[Dataset items]
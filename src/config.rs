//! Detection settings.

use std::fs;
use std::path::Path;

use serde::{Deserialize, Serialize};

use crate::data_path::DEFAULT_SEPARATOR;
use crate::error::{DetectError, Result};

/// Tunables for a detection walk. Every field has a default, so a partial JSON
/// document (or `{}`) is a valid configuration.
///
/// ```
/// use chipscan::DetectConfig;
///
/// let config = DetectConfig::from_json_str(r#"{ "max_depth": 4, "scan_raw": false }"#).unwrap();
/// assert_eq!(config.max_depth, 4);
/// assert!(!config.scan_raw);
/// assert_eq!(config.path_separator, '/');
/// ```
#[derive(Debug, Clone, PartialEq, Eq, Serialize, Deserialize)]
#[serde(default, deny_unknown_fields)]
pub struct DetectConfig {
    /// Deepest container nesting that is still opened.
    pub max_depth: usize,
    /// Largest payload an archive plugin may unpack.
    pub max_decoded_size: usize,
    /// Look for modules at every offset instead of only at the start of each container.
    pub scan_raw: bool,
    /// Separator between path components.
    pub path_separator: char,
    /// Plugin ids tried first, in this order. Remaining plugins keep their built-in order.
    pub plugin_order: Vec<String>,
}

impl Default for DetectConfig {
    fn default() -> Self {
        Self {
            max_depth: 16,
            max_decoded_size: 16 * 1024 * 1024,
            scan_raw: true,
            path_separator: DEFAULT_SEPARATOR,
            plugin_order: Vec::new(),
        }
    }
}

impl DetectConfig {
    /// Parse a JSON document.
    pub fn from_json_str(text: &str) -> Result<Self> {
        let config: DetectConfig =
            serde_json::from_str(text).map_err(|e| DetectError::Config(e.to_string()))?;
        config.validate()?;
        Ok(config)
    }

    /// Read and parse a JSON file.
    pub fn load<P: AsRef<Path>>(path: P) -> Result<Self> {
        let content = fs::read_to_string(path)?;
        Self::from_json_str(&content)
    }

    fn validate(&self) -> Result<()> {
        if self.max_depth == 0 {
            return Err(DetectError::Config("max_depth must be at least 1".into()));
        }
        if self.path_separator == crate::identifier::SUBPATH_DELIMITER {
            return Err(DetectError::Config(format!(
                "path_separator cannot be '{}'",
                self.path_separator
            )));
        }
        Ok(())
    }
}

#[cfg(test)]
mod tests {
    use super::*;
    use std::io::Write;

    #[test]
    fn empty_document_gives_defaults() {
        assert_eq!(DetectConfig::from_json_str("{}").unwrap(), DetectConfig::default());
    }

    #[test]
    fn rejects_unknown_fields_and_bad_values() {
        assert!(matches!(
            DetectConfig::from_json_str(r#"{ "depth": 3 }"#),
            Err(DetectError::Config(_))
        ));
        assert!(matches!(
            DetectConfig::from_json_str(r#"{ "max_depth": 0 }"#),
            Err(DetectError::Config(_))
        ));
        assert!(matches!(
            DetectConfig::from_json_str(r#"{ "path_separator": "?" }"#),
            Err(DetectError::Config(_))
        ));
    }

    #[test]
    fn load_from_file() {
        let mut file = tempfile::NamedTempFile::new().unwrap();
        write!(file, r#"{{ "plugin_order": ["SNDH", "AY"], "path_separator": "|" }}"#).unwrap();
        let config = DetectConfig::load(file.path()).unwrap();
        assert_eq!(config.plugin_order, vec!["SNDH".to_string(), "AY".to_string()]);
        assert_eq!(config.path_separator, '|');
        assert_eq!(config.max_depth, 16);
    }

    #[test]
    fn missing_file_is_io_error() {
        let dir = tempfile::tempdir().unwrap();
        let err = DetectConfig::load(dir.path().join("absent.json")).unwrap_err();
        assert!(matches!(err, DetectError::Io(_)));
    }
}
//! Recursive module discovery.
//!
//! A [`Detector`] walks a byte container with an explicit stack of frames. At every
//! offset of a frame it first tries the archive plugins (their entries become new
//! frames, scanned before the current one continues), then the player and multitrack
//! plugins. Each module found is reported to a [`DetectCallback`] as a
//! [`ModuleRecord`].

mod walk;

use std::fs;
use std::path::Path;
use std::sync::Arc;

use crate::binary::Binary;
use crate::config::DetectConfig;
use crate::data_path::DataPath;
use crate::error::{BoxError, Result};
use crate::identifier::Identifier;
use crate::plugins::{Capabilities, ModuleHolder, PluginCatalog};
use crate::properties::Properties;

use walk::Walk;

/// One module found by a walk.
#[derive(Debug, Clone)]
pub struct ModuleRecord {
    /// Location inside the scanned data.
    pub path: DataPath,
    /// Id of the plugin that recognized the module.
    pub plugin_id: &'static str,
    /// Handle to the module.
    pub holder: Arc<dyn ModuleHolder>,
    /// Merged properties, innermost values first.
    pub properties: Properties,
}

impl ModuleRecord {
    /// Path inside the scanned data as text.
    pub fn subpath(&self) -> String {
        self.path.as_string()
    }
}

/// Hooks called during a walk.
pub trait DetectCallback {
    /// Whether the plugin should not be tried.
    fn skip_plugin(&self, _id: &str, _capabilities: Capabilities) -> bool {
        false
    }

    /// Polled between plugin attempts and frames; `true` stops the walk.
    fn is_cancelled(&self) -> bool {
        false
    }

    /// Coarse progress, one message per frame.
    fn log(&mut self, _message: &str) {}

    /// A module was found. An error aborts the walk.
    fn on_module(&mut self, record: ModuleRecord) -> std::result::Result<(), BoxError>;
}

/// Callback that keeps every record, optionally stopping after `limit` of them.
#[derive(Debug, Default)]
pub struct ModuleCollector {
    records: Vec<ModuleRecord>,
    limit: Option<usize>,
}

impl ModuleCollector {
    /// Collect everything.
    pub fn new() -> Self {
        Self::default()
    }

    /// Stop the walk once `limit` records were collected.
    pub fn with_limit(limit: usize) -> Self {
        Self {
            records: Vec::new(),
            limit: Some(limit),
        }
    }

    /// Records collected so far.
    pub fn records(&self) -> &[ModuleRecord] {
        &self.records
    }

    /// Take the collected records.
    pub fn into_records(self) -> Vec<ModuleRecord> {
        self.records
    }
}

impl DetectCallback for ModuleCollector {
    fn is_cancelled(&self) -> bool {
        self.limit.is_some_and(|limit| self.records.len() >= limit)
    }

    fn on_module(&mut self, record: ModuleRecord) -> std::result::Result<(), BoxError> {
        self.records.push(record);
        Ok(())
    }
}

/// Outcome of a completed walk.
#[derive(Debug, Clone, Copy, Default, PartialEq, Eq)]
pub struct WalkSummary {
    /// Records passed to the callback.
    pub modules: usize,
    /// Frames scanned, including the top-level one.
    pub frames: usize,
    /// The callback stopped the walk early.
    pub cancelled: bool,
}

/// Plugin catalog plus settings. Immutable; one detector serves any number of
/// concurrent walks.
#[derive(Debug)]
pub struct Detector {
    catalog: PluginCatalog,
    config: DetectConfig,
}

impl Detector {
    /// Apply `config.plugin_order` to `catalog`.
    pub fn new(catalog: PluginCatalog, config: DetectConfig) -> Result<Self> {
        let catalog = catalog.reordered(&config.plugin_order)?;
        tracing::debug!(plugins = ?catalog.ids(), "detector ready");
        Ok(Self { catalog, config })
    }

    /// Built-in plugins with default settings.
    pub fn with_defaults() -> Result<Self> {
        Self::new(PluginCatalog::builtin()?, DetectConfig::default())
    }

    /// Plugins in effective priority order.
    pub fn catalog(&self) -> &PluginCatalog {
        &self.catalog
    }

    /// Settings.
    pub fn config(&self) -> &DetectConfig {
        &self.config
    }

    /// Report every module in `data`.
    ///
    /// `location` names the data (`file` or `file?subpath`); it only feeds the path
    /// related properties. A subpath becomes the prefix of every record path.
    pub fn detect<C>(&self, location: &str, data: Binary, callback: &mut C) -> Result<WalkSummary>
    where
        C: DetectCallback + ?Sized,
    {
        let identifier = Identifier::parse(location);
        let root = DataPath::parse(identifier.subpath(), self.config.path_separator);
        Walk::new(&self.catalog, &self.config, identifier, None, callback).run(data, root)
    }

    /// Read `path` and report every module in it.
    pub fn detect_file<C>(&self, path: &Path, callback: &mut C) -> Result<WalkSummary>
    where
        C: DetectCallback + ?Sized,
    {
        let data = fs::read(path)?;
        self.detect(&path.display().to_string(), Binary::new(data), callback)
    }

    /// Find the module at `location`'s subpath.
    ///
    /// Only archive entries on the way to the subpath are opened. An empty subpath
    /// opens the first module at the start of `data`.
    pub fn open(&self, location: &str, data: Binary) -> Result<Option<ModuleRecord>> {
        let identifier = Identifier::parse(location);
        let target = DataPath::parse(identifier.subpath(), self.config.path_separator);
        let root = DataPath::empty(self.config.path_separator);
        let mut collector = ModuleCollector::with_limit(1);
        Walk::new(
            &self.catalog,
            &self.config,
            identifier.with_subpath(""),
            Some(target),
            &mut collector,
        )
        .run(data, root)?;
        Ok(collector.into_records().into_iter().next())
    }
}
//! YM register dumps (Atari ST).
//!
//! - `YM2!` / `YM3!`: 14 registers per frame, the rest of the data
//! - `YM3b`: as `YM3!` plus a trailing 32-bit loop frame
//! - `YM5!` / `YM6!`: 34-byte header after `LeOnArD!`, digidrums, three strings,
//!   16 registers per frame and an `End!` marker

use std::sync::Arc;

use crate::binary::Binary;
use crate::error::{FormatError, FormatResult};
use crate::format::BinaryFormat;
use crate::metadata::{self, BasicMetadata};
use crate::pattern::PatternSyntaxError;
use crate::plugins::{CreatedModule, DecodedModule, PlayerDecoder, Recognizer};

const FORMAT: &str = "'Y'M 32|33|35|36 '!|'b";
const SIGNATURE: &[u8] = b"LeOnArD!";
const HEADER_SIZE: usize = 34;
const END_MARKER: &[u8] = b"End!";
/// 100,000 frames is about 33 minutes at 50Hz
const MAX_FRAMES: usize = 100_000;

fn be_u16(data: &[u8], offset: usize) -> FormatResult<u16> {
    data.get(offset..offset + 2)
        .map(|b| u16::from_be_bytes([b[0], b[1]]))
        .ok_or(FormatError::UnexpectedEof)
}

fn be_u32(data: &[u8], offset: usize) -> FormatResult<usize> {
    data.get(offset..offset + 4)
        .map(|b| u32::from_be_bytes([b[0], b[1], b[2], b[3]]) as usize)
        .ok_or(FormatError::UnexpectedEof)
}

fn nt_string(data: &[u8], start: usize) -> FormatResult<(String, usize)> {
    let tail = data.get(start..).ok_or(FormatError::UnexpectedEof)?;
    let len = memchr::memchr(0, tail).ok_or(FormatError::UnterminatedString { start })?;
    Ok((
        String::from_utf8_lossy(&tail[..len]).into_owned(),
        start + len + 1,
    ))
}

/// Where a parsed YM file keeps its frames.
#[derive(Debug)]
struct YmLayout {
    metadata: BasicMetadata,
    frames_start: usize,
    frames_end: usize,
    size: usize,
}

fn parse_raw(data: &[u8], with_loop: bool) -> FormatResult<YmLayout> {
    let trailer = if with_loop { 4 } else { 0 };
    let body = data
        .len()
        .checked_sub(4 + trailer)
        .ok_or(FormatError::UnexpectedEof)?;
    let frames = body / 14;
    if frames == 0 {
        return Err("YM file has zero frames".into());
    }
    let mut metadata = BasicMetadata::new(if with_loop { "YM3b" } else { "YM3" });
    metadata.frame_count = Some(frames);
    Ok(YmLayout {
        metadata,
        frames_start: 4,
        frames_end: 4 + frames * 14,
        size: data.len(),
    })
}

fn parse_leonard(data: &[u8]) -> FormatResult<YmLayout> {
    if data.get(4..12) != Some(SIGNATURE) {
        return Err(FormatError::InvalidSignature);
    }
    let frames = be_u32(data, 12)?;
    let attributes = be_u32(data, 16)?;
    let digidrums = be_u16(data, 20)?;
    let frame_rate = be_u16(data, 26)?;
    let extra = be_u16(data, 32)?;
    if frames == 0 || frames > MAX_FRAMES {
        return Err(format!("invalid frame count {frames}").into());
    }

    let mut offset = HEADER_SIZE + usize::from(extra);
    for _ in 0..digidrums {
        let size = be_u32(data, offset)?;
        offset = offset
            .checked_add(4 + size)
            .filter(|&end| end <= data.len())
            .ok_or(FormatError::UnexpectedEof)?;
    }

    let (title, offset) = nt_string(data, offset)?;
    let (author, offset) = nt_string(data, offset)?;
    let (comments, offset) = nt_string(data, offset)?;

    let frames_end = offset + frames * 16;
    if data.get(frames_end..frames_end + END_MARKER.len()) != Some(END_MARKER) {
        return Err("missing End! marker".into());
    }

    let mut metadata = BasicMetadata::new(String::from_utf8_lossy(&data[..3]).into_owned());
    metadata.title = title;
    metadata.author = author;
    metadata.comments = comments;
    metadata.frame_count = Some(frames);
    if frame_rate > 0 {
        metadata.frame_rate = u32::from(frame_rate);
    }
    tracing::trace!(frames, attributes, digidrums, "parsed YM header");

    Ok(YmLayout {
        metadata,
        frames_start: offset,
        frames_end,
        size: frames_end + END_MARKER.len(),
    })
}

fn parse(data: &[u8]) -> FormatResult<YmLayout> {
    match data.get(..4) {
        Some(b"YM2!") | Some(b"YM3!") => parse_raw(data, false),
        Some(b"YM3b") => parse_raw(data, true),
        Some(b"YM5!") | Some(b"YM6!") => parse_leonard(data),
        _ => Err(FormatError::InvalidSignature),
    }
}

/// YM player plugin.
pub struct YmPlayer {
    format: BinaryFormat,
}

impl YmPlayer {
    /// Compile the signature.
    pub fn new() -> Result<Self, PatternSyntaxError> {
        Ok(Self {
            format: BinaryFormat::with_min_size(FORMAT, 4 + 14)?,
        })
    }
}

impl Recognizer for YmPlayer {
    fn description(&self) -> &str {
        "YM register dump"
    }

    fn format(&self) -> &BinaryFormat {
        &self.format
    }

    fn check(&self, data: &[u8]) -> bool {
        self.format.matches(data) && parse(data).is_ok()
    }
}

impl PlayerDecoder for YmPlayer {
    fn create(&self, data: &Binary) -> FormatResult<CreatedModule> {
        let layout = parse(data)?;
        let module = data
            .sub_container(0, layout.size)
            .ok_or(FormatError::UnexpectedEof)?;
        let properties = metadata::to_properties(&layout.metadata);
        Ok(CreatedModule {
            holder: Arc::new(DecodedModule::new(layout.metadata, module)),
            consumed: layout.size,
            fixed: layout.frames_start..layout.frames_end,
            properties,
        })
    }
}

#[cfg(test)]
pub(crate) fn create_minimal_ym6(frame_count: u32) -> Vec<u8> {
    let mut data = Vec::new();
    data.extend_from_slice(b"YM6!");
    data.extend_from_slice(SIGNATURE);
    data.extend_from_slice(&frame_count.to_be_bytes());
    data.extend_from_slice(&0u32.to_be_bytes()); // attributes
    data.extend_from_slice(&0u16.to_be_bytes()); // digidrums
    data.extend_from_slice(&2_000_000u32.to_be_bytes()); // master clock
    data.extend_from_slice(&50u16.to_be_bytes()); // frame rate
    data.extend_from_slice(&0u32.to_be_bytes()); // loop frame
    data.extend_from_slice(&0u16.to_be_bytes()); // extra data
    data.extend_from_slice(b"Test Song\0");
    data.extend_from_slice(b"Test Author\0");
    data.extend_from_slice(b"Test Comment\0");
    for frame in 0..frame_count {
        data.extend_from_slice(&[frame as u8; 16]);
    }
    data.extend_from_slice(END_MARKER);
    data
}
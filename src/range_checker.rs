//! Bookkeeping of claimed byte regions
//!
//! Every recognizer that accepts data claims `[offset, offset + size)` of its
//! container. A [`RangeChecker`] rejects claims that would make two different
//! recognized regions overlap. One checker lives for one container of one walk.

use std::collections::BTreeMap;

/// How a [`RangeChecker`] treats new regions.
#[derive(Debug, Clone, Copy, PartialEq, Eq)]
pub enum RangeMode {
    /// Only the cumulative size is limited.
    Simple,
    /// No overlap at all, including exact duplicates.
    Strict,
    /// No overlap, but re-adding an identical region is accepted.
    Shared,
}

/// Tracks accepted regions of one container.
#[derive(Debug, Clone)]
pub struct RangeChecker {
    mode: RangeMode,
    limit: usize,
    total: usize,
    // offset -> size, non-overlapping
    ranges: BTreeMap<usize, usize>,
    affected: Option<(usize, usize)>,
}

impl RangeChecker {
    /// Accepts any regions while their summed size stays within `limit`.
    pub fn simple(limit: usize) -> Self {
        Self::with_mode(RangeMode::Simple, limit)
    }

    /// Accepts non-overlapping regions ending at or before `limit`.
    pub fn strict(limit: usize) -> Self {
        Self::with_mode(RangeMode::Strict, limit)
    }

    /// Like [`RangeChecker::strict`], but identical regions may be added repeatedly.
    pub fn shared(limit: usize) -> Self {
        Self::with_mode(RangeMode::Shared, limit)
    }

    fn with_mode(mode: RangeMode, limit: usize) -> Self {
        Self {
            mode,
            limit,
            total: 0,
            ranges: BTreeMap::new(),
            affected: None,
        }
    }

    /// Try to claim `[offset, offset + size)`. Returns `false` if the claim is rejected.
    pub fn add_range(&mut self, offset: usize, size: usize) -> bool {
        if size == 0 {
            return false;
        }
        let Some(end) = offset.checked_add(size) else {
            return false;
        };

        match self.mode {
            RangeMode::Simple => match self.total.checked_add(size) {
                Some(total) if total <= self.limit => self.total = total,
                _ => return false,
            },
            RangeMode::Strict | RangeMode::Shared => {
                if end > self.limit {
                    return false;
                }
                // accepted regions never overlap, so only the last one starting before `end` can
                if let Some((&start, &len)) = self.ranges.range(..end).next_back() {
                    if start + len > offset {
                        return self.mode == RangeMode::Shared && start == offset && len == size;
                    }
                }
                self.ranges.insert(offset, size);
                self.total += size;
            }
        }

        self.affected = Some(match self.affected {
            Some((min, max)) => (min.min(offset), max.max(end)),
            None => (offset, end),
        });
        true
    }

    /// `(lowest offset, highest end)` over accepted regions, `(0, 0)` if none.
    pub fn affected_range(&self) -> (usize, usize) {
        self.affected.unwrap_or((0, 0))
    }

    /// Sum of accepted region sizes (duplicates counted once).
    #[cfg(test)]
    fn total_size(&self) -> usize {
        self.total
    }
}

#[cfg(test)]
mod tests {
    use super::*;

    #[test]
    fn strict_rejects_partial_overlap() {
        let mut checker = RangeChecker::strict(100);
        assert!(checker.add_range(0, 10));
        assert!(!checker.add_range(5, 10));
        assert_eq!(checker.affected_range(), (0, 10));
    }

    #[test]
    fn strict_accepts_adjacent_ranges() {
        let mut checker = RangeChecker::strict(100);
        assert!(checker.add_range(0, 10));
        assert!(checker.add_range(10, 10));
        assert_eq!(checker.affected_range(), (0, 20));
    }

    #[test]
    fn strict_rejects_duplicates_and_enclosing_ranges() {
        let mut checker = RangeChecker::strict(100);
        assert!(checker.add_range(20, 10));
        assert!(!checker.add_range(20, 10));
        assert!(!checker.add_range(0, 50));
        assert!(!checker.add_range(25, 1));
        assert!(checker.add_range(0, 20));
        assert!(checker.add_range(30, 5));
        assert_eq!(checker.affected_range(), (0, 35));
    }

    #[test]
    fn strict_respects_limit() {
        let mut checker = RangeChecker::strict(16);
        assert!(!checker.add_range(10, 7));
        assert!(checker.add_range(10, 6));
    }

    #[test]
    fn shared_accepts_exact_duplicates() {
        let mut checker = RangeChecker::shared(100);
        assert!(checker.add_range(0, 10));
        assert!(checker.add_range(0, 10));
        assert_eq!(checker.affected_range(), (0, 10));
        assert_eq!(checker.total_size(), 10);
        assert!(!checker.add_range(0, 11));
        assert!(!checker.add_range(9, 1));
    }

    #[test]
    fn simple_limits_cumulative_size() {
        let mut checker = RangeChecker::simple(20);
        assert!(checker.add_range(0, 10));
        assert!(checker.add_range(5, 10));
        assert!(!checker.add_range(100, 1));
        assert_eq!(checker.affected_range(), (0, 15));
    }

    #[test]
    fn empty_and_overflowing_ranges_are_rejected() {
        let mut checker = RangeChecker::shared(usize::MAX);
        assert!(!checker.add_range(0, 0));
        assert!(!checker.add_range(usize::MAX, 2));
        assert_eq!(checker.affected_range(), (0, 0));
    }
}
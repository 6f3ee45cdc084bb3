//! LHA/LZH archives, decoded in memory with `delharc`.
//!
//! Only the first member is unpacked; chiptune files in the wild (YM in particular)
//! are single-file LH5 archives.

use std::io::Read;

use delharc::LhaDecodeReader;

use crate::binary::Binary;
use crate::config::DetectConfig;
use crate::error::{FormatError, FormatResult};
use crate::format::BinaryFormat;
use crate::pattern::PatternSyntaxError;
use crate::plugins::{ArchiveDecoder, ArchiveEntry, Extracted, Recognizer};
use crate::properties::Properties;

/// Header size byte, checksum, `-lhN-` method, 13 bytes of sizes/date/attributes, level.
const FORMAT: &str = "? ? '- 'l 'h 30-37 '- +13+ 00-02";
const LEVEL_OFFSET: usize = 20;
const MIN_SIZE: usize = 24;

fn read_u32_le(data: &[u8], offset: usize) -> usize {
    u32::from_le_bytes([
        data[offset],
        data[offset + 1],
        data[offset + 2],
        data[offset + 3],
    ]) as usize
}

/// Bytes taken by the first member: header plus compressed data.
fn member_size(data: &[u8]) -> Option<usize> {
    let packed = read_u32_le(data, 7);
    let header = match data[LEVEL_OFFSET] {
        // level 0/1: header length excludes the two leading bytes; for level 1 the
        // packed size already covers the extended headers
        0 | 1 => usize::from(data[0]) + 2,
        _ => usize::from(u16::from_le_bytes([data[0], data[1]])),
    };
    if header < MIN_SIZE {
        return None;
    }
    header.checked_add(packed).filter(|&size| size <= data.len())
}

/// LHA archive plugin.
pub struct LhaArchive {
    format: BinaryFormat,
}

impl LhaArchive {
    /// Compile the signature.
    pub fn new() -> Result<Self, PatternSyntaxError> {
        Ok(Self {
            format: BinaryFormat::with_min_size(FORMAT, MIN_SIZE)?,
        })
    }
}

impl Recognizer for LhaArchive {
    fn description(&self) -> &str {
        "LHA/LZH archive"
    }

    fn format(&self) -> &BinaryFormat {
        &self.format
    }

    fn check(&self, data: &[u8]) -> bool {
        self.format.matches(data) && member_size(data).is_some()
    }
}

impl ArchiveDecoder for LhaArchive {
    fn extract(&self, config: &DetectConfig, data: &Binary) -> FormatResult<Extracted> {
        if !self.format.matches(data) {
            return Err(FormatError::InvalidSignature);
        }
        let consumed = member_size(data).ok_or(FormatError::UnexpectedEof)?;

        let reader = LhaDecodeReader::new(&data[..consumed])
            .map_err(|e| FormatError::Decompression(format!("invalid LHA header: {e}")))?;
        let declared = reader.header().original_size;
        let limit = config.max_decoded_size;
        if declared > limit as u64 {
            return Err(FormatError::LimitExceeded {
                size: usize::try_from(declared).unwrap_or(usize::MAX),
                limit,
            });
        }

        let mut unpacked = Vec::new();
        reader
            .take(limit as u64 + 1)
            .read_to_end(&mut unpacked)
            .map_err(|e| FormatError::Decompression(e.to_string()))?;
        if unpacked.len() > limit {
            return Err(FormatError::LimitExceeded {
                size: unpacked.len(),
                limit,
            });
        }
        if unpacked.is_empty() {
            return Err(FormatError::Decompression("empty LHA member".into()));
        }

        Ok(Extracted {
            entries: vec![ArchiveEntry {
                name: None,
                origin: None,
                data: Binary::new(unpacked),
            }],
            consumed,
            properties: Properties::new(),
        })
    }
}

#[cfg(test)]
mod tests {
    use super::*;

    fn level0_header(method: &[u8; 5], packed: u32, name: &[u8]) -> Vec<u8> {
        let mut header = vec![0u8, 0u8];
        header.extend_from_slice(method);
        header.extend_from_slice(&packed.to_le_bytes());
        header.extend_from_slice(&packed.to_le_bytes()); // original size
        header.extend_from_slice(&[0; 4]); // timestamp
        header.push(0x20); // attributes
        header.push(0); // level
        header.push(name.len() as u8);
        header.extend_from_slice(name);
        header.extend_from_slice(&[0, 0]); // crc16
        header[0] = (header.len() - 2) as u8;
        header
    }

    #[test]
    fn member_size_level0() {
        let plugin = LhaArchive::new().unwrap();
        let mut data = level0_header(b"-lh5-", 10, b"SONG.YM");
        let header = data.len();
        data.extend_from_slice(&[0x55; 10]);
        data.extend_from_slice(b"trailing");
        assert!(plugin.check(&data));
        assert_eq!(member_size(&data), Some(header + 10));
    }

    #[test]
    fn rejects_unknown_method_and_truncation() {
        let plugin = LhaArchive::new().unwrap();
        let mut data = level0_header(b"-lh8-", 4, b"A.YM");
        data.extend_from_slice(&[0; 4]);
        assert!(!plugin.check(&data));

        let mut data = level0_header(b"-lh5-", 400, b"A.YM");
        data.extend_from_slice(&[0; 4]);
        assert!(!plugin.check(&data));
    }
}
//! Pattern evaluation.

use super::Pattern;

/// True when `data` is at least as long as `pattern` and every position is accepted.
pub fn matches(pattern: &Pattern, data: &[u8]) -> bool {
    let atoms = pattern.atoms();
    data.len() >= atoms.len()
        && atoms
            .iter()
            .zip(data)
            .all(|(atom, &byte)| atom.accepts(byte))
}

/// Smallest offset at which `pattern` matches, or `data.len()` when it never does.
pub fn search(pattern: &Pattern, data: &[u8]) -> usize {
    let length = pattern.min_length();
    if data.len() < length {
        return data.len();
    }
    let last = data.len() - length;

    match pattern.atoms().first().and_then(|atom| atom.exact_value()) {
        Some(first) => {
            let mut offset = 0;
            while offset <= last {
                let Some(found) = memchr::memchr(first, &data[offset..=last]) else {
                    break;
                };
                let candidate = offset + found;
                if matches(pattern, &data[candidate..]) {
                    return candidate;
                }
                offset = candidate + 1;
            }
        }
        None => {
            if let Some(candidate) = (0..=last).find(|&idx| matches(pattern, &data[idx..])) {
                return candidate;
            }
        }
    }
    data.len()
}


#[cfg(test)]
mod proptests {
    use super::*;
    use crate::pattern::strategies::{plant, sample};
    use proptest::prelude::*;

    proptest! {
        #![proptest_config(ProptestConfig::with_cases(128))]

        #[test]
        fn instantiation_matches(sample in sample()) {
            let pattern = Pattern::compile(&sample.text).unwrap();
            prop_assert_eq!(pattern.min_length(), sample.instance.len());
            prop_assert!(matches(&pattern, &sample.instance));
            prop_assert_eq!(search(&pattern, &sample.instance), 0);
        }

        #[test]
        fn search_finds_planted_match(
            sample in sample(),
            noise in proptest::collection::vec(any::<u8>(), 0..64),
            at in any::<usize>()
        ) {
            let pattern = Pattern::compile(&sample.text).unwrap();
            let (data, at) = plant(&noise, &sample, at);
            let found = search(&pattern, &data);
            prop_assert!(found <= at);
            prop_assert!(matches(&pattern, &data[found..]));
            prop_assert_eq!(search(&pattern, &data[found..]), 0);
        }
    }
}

_Exercise instructions_
Show every line of the entries above where the word "attributes" occurs.

_Response box_
    let attributes = be_u32(data, 16)?;
    tracing::trace!(frames, attributes, digidrums, "parsed YM header");
    data.extend_from_slice(&0u32.to_be_bytes()); // attributes
/// Header size byte, checksum, `-lhN-` method, 13 bytes of sizes/date/attributes, level.
        header.push(0x20); // attributes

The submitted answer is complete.